Records supplied Start Marker
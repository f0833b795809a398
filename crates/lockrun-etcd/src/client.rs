//! The key-value operations the lock protocol needs from a backend.

use std::future::Future;
use std::time::Duration;

use lockrun_core::error::LockResult;

/// Backend-issued lease identifier.
pub type LeaseId = i64;

/// Result of the conditional create transaction.
#[derive(Debug, Clone, PartialEq, Eq)]
pub enum CreateOutcome {
    /// The key did not exist and now holds our identity.
    Created,
    /// The key already exists.
    Held {
        /// Identity stored by the current holder.
        holder: String,
        /// Lease the existing record is bound to.
        lease: LeaseId,
    },
}

/// A transactional key-value store with leases.
///
/// Implementations must be safe to call from several tasks at once.
pub trait KvClient: Send + Sync {
    /// Grants a lease that expires after `ttl` unless kept alive.
    fn grant(&self, ttl: Duration) -> impl Future<Output = LockResult<LeaseId>> + Send;

    /// Atomically creates `key` = `value` bound to `lease` if the key has
    /// no creation record; otherwise reads the existing record.
    fn create_if_absent(
        &self,
        key: &str,
        value: &str,
        lease: LeaseId,
    ) -> impl Future<Output = LockResult<CreateOutcome>> + Send;

    /// Renews `lease`, returning its new TTL, or `None` if it no longer
    /// exists (expired or revoked).
    fn keep_alive(
        &self,
        lease: LeaseId,
    ) -> impl Future<Output = LockResult<Option<Duration>>> + Send;

    /// Revokes `lease`, deleting every key bound to it.
    fn revoke(&self, lease: LeaseId) -> impl Future<Output = LockResult<()>> + Send;
}
//! Leader election over a Kubernetes Lease object.
//!
//! The holder writes its identity and a renew time into the Lease and
//! rewrites the renew time every retry period. Competitors take the Lease
//! over once it is unheld, or once its record has not changed for a full
//! lease duration as measured on their own monotonic clock, so clock skew
//! between nodes does not matter. Every write carries the resourceVersion
//! that was read, so concurrent writers cannot both succeed.

use std::time::Duration;

use chrono::Utc;
use k8s_openapi::api::coordination::v1::{Lease, LeaseSpec};
use k8s_openapi::apimachinery::pkg::apis::meta::v1::{MicroTime, ObjectMeta};
use kube::Api;
use kube::api::PostParams;
use lockrun_core::cancel::Cancellation;
use lockrun_core::config::LockConfig;
use lockrun_core::error::{LockError, LockResult};
use tokio::sync::mpsc;
use tokio::time::{Instant, sleep, timeout};
use tracing::{debug, info, instrument, warn};

/// Upper bound on the interval between election attempts.
const MAX_RETRY_PERIOD: Duration = Duration::from_secs(5);

/// Random extra delay added to each retry, as a fraction of the period.
const JITTER_FACTOR: f64 = 0.2;

/// Lease duration written when releasing, so competitors move in quickly.
const RELEASED_LEASE_SECONDS: i32 = 1;

/// An edge in this process's leadership.
#[derive(Debug, Clone, Copy, PartialEq, Eq)]
pub enum Leadership {
    Started,
    Stopped,
}

/// Parameters of one election.
#[derive(Debug, Clone)]
pub struct ElectionConfig {
    pub lease_name: String,
    pub identity: String,
    /// How long a record stays valid without renewal.
    pub lease_duration: Duration,
    /// How long the leader keeps retrying a failing renewal before it
    /// gives up leadership.
    pub renew_deadline: Duration,
    /// Interval between acquisition and renewal attempts.
    pub retry_period: Duration,
    /// Clear the record when cancelled while leading.
    pub release_on_cancel: bool,
}

impl ElectionConfig {
    /// Election parameters for a lock run: the leader must renew within one
    /// lease interval, and releases the Lease when stopped.
    pub fn for_lock(lease_name: impl Into<String>, config: &LockConfig) -> Self {
        let renew_deadline = config.interval();
        Self {
            lease_name: lease_name.into(),
            identity: config.identity().to_string(),
            lease_duration: config.effective_lease_duration(),
            renew_deadline,
            retry_period: Self::retry_period_for(renew_deadline),
            release_on_cancel: true,
        }
    }

    /// Retry period used for a given renew deadline: at most 5s and at most
    /// half the deadline, so at least two attempts fit into it.
    pub fn retry_period_for(renew_deadline: Duration) -> Duration {
        MAX_RETRY_PERIOD.min(renew_deadline / 2)
    }
}

/// The last Lease record we saw, and when we first saw it.
struct Observed {
    holder: Option<String>,
    renew_time: Option<MicroTime>,
    since: Instant,
}

impl Observed {
    fn update(observed: &mut Option<Observed>, spec: &LeaseSpec) {
        let unchanged = observed.as_ref().is_some_and(|o| {
            o.holder == spec.holder_identity && o.renew_time == spec.renew_time
        });
        if !unchanged {
            *observed = Some(Observed {
                holder: spec.holder_identity.clone(),
                renew_time: spec.renew_time.clone(),
                since: Instant::now(),
            });
        }
    }
}

/// Whether a competitor may write its own identity into a record.
///
/// `unchanged_for` is how long the record has been observed unchanged.
pub fn may_take_over(
    holder: Option<&str>,
    identity: &str,
    unchanged_for: Duration,
    lease_duration: Duration,
) -> bool {
    match holder {
        None | Some("") => true,
        Some(holder) if holder == identity => true,
        Some(_) => unchanged_for >= lease_duration,
    }
}

/// Runs an election for one Lease object.
pub struct LeaderElector {
    api: Api<Lease>,
    config: ElectionConfig,
}

impl LeaderElector {
    pub fn new(api: Api<Lease>, config: ElectionConfig) -> Self {
        Self { api, config }
    }

    pub fn config(&self) -> &ElectionConfig {
        &self.config
    }

    /// Campaigns until elected, leads until leadership is lost or `cancel`
    /// fires, then returns.
    ///
    /// Sends [`Leadership::Started`] on election and [`Leadership::Stopped`]
    /// when leading ends. Returns an error instead of aborting when the API
    /// server rejects our credentials or the request.
    #[instrument(skip_all, fields(lease = %self.config.lease_name, identity = %self.config.identity))]
    pub async fn run(
        &self,
        cancel: &Cancellation,
        edges: mpsc::Sender<Leadership>,
    ) -> LockResult<()> {
        let mut observed = None;

        loop {
            let attempt = tokio::select! {
                _ = cancel.cancelled() => return Ok(()),
                attempt = self.try_acquire_or_renew(&mut observed) => attempt,
            };
            match attempt {
                Ok(true) => break,
                Ok(false) => {}
                Err(e @ (LockError::Authentication(_) | LockError::InvalidConfig(_))) => {
                    return Err(e);
                }
                Err(e) => warn!(error = %e, "error acquiring lease, will retry"),
            }
            tokio::select! {
                _ = cancel.cancelled() => return Ok(()),
                _ = sleep(self.jittered_retry_period()) => {}
            }
        }

        info!("started leading");
        // A closed receiver means nobody listens; keep the protocol going so
        // the lease is still released properly.
        let _ = edges.send(Leadership::Started).await;

        self.renew_until_lost(cancel, &mut observed).await;

        if cancel.is_cancelled() && self.config.release_on_cancel {
            self.release().await;
        }
        info!("stopped leading");
        let _ = edges.send(Leadership::Stopped).await;
        Ok(())
    }

    /// Renews every retry period; returns when cancelled or when no renewal
    /// succeeded within the renew deadline.
    async fn renew_until_lost(&self, cancel: &Cancellation, observed: &mut Option<Observed>) {
        loop {
            tokio::select! {
                _ = cancel.cancelled() => return,
                _ = sleep(self.config.retry_period) => {}
            }

            let renewed = tokio::select! {
                _ = cancel.cancelled() => return,
                renewed = timeout(self.config.renew_deadline, self.renew(observed)) => renewed,
            };
            if renewed.is_err() {
                warn!(
                    renew_deadline = ?self.config.renew_deadline,
                    "failed to renew lease within the renew deadline"
                );
                return;
            }
        }
    }

    /// Retries renewal until it succeeds; bounded by the caller's timeout.
    async fn renew(&self, observed: &mut Option<Observed>) {
        loop {
            match self.try_acquire_or_renew(observed).await {
                Ok(true) => {
                    debug!("lease renewed");
                    return;
                }
                Ok(false) => debug!("lease renewal rejected"),
                Err(e) => warn!(error = %e, "error renewing lease"),
            }
            sleep(self.config.retry_period).await;
        }
    }

    /// Creates, takes over, or renews the Lease record.
    ///
    /// Returns whether we hold the record afterwards. Losing a write race
    /// is not an error.
    async fn try_acquire_or_renew(&self, observed: &mut Option<Observed>) -> LockResult<bool> {
        let now = MicroTime(Utc::now());
        let name = &self.config.lease_name;

        let Some(mut lease) = self.api.get_opt(name).await.map_err(map_kube_error)? else {
            let lease = Lease {
                metadata: ObjectMeta {
                    name: Some(name.clone()),
                    ..ObjectMeta::default()
                },
                spec: Some(self.record(now, 0)),
            };
            return match self.api.create(&PostParams::default(), &lease).await {
                Ok(created) => {
                    if let Some(spec) = &created.spec {
                        Observed::update(observed, spec);
                    }
                    info!("created lease");
                    Ok(true)
                }
                Err(e) if is_conflict(&e) => Ok(false),
                Err(e) => Err(map_kube_error(e)),
            };
        };

        let spec = lease.spec.clone().unwrap_or_default();
        Observed::update(observed, &spec);
        let unchanged_for = observed
            .as_ref()
            .map(|o| o.since.elapsed())
            .unwrap_or_default();
        let lease_duration =
            Duration::from_secs(spec.lease_duration_seconds.unwrap_or(0).max(0) as u64);
        let holder = spec.holder_identity.clone().unwrap_or_default();

        if !may_take_over(
            Some(holder.as_str()),
            &self.config.identity,
            unchanged_for,
            lease_duration,
        ) {
            debug!(%holder, "lease is held by another candidate");
            return Ok(false);
        }

        let record = if holder == self.config.identity {
            LeaseSpec {
                renew_time: Some(now),
                lease_duration_seconds: Some(duration_seconds(self.config.lease_duration)),
                ..spec
            }
        } else {
            info!(previous = %holder, "taking over lease");
            self.record(now, spec.lease_transitions.unwrap_or(0) + 1)
        };
        lease.spec = Some(record);

        match self.api.replace(name, &PostParams::default(), &lease).await {
            Ok(updated) => {
                if let Some(spec) = &updated.spec {
                    Observed::update(observed, spec);
                }
                Ok(true)
            }
            Err(e) if is_conflict(&e) => Ok(false),
            Err(e) => Err(map_kube_error(e)),
        }
    }

    /// Clears our record so a competitor can take over without waiting for
    /// the lease to expire.
    async fn release(&self) {
        let name = &self.config.lease_name;
        let mut lease = match self.api.get_opt(name).await {
            Ok(Some(lease)) => lease,
            Ok(None) => return,
            Err(e) => {
                warn!(error = %e, "failed to read lease for release");
                return;
            }
        };
        let spec = lease.spec.clone().unwrap_or_default();
        if spec.holder_identity.as_deref() != Some(self.config.identity.as_str()) {
            return;
        }

        let now = MicroTime(Utc::now());
        lease.spec = Some(LeaseSpec {
            holder_identity: None,
            lease_duration_seconds: Some(RELEASED_LEASE_SECONDS),
            acquire_time: Some(now.clone()),
            renew_time: Some(now),
            lease_transitions: spec.lease_transitions,
            ..LeaseSpec::default()
        });
        match self.api.replace(name, &PostParams::default(), &lease).await {
            Ok(_) => info!("released lease"),
            Err(e) => warn!(error = %e, "failed to release lease"),
        }
    }

    /// A fresh record naming us as holder.
    fn record(&self, now: MicroTime, transitions: i32) -> LeaseSpec {
        LeaseSpec {
            holder_identity: Some(self.config.identity.clone()),
            lease_duration_seconds: Some(duration_seconds(self.config.lease_duration)),
            acquire_time: Some(now.clone()),
            renew_time: Some(now),
            lease_transitions: Some(transitions),
            ..LeaseSpec::default()
        }
    }

    fn jittered_retry_period(&self) -> Duration {
        self.config
            .retry_period
            .mul_f64(1.0 + JITTER_FACTOR * rand::random::<f64>())
    }
}

fn duration_seconds(duration: Duration) -> i32 {
    duration.as_secs_f64().ceil().clamp(1.0, i32::MAX as f64) as i32
}

fn is_conflict(error: &kube::Error) -> bool {
    matches!(error, kube::Error::Api(response) if response.code == 409)
}

/// Sorts API failures into the lock error taxonomy.
pub(crate) fn map_kube_error(error: kube::Error) -> LockError {
    match error {
        kube::Error::Api(response) if response.code == 401 || response.code == 403 => {
            LockError::Authentication(response.message)
        }
        kube::Error::Api(response) => LockError::Backend(Box::new(kube::Error::Api(response))),
        kube::Error::Auth(e) => LockError::Authentication(e.to_string()),
        other => LockError::Connection(Box::new(other)),
    }
}

#[cfg(test)]
mod tests {
    use super::*;

    const LEASE: Duration = Duration::from_secs(30);

    #[test]
    fn test_unheld_record_can_be_taken() {
        assert!(may_take_over(None, "me", Duration::ZERO, LEASE));
        assert!(may_take_over(Some(""), "me", Duration::ZERO, LEASE));
    }

    #[test]
    fn test_own_record_can_be_renewed() {
        assert!(may_take_over(Some("me"), "me", Duration::ZERO, LEASE));
    }

    #[test]
    fn test_live_record_of_another_holder_is_respected() {
        assert!(!may_take_over(Some("other"), "me", Duration::from_secs(29), LEASE));
    }

    #[test]
    fn test_stale_record_of_another_holder_can_be_taken() {
        assert!(may_take_over(Some("other"), "me", LEASE, LEASE));
    }

    #[test]
    fn test_retry_period_fits_twice_in_deadline() {
        assert_eq!(
            ElectionConfig::retry_period_for(Duration::from_secs(15)),
            Duration::from_secs(5)
        );
        assert_eq!(
            ElectionConfig::retry_period_for(Duration::from_secs(4)),
            Duration::from_secs(2)
        );
    }

    #[test]
    fn test_lock_election_renews_within_one_interval() {
        let config = LockConfig::new(lockrun_core::Identity::new("node-a"))
            .lease_interval(Duration::from_secs(15))
            .lease_duration(Some(Duration::from_secs(20)));
        let election = ElectionConfig::for_lock("jobs", &config);

        assert_eq!(election.lease_name, "jobs");
        assert_eq!(election.identity, "node-a");
        assert_eq!(election.lease_duration, Duration::from_secs(20));
        assert_eq!(election.renew_deadline, Duration::from_secs(15));
        assert_eq!(election.retry_period, Duration::from_secs(5));
        assert!(election.release_on_cancel);
    }

    #[test]
    fn test_lock_election_defaults() {
        let config = LockConfig::new(lockrun_core::Identity::new("node-a"));
        let election = ElectionConfig::for_lock("lock", &config);
        assert_eq!(election.lease_duration, Duration::from_secs(30));
        assert_eq!(election.renew_deadline, Duration::from_secs(15));
    }

    #[test]
    fn test_duration_seconds_rounds_up() {
        assert_eq!(duration_seconds(Duration::from_millis(1500)), 2);
        assert_eq!(duration_seconds(Duration::ZERO), 1);
        assert_eq!(duration_seconds(Duration::from_secs(30)), 30);
    }
}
Records supplied End Marker
- [What the task requires] Copy the entries above exactly, but only from the line holding "pub trait KvClient: Send" through the line holding "use chrono::Utc;", both included.

- [Response to this task]
pub trait KvClient: Send + Sync {
    /// Grants a lease that expires after `ttl` unless kept alive.
    fn grant(&self, ttl: Duration) -> impl Future<Output = LockResult<LeaseId>> + Send;

    /// Atomically creates `key` = `value` bound to `lease` if the key has
    /// no creation record; otherwise reads the existing record.
    fn create_if_absent(
        &self,
        key: &str,
        value: &str,
        lease: LeaseId,
    ) -> impl Future<Output = LockResult<CreateOutcome>> + Send;

    /// Renews `lease`, returning its new TTL, or `None` if it no longer
    /// exists (expired or revoked).
    fn keep_alive(
        &self,
        lease: LeaseId,
    ) -> impl Future<Output = LockResult<Option<Duration>>> + Send;

    /// Revokes `lease`, deleting every key bound to it.
    fn revoke(&self, lease: LeaseId) -> impl Future<Output = LockResult<()>> + Send;
}
//! Leader election over a Kubernetes Lease object.
//!
//! The holder writes its identity and a renew time into the Lease and
//! rewrites the renew time every retry period. Competitors take the Lease
//! over once it is unheld, or once its record has not changed for a full
//! lease duration as measured on their own monotonic clock, so clock skew
//! between nodes does not matter. Every write carries the resourceVersion
//! that was read, so concurrent writers cannot both succeed.

use std::time::Duration;

use chrono::Utc;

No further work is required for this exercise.